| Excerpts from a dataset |
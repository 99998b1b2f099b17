use std::sync::Arc;
use tracing_subscriber::{layer::SubscriberExt, util::SubscriberInitExt};

use media_core::{
    MediaService,
    constants::{DEFAULT_REST_ADDR, ENV_REST_ADDR},
    load_config,
};

/// Main entry point for the media service
///
/// Resolves configuration once, prepares the upload root and serves the REST API.
///
/// # Environment Variables
/// - `MEDIA_REST_ADDR`: REST server address (default: "0.0.0.0:3000")
/// - `MEDIA_UPLOAD_ROOT`: Upload root directory (default: "uploads")
/// - `MEDIA_RECORDS_DIR`: Directory of JSON record files (default: "records")
/// - `MEDIA_COLLABORATORS_FILE`: Optional YAML collaborator list
/// - `MEDIA_MAX_UPLOAD_BYTES`: Upload size limit (default: 5 MiB)
/// - `MEDIA_ORPHAN_GRACE_SECS`: Minimum age before orphan deletion (default: 60)
/// - `MEDIA_PUBLIC_PREFIX`: URL prefix for stored files (default: "/uploads")
///
/// # Errors
/// Returns an error if:
/// - the logging/tracing configuration cannot be initialised,
/// - configuration values are invalid,
/// - the upload root or collaborator list cannot be prepared, or
/// - the HTTP server fails to bind or run.
#[tokio::main]
async fn main() -> anyhow::Result<()> {
    dotenvy::dotenv().ok();

    tracing_subscriber::registry()
        .with(
            tracing_subscriber::EnvFilter::from_default_env()
                .add_directive("media_core=info".parse()?)
                .add_directive("api_rest=info".parse()?),
        )
        .with(tracing_subscriber::fmt::layer())
        .init();

    let cfg = load_config(|key| std::env::var(key).ok())?;
    let rest_addr = std::env::var(ENV_REST_ADDR).unwrap_or_else(|_| DEFAULT_REST_ADDR.into());

    tracing::info!(
        upload_root = %cfg.upload_root().display(),
        records_dir = %cfg.records_dir().display(),
        max_upload_bytes = cfg.max_upload_bytes(),
        "++ Media configuration resolved"
    );

    let service = MediaService::from_config(cfg)?;
    service.bootstrap()?;

    let names: Vec<&str> = service
        .registry()
        .collaborators()
        .iter()
        .map(|c| c.name())
        .collect();
    tracing::info!("++ Registered collaborators: {}", names.join(", "));

    api_rest::serve(Arc::new(service), &rest_addr).await
}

| TASK ITEM |
Only the lines above from the one with "Upload root directory" up to and including the one with "tracing_subscriber::EnvFilter::from_default_env()" should be repeated, exactly as written.

| TASK RESULT |
/// - `MEDIA_UPLOAD_ROOT`: Upload root directory (default: "uploads")
/// - `MEDIA_RECORDS_DIR`: Directory of JSON record files (default: "records")
/// - `MEDIA_COLLABORATORS_FILE`: Optional YAML collaborator list
/// - `MEDIA_MAX_UPLOAD_BYTES`: Upload size limit (default: 5 MiB)
/// - `MEDIA_ORPHAN_GRACE_SECS`: Minimum age before orphan deletion (default: 60)
/// - `MEDIA_PUBLIC_PREFIX`: URL prefix for stored files (default: "/uploads")
///
/// # Errors
/// Returns an error if:
/// - the logging/tracing configuration cannot be initialised,
/// - configuration values are invalid,
/// - the upload root or collaborator list cannot be prepared, or
/// - the HTTP server fails to bind or run.
#[tokio::main]
async fn main() -> anyhow::Result<()> {
    dotenvy::dotenv().ok();

    tracing_subscriber::registry()
        .with(
            tracing_subscriber::EnvFilter::from_default_env()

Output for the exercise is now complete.